The top one is the old hospital, the other is bit before my time! Would it be the old St John's church?
Top marks but the hospital in this photo is only single storey so was probably taken before WW1. You may remember, but I don't have a photo showing it that it had a second floor added above. Yes that is St John's (c 1905) before it was bombed to a pile of rubble. In that same picture to the left is the London Apprentice. That pub closed before WW2 and was boarded up for the duration and demolished post war.
Yes, I remember the 2nd floor. I had my appendix taken out in that place. The second one, the tower gave me a clue (they reproduced the bell towers), as well as the orientation of the roads. I understand the area to the left was nick-named The City.
I have only ever known the play area just up from The Red House as The City Playground...It used to be St Nicholas' school Footy pitch where I scored my first ever goal for a school team in around 6 inches of mud..Oh happy days... There I go again... Dr Joyce took out my appendix, and I happened to go to school with his son at the Grubbery..probably boring stuff to you all but great to relive some of these memories...
Early 70s. I had stomach pains, but the local surgeon was on holiday, so I was admitted to the hospital and put on a 'water only' diet for a week. Then the surgeon, name I cannot remember, came back and whipped it out...so to speak.
I remember The City Playground had a summer activities thingy. There were two pitches, one full size and one of around a 6 a side like size. The changing rooms were in a then disused building at the north-end entrance.
The City Playground was a popular area for a lunch-time 'Oily' and would be patrolled on occasion by members of staff from St Barts.
The City which includes the park area or City Playground as it has always been known was designated as such by the poor people of the area to protect their rights. I can't be sure when but probably late eighteenth or early nineteenth century. It had an elected but unofficial mayor and he was in fact the chairman of the City club to which the members of the City subscribed a small amount each year. The practice continued up till the early 1900s.
Here is another lost building which was on the fork of Oxford St. In the area where the job centre is or whatever posh name they've given it now. In those days, it was a bakery. The second picture is a view up Oxford Street and that building can just be seen further up.
This is the Council School, but I think it might also have been called the National School, which was opened in 1909 and stood parallel to the railway where St Nicolas primary school has a ball court now. It caught the third bomb dropped in the pattern over Newbury which destroyed the church, the almshouses and the school in February 1943. Fortunately the school was almost empty as lessons had finished so casualties were light. If it had been any earlier, we would have lost a high proportion of Newbury's 10 to 14 year olds. This picture was taken some time around the first world war I believe.
Fortunately the school was almost empty as lessons had finished so casualties were light. If it had been any earlier, we would have lost a high proportion of Newbury's 10 to 14 year olds.

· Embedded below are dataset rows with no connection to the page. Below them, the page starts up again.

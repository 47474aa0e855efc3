mod config;
mod error;
mod models;
mod store;

pub use config::CouchConfig;
pub use error::CouchDaoError;
pub use store::CouchRecordStore;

Three children were killed, Sylvia Bishop (13), Joyce Petrony (14) and Herbert Purdy (12). Two adults died in the school, Leslie Brown (36) probably a caretaker and Mildred Reid (46) who was probably a teacher.
They are all commemorated on a memorial in Shaw Cemetery along with the three persons from 46 and 48 Newtown Rd and the seven pensioners from the almshouses.
Three firemen died fighting fires during an air raid at the Royal Naval dockyard at Portsmouth on 14th March 1941. They were buried in the graveyard of the Newbury Parish church after a ceremonial march by the firecrews through the town. One was Leslie Wyatt Ford but I am unsure of the names of the other two.
Re the Names of Firemen: One of the Firemen killed on active duty in Portsmouth during the bombing was Charlie Rawlings of Gloucester Road. His mother Beryl was related to me, by marriage.
At least one of the children who died were not killed by the bombs, but by machine gun fire from the plane. Owen Roberts was sat on the wall at the school next to one of the children that died.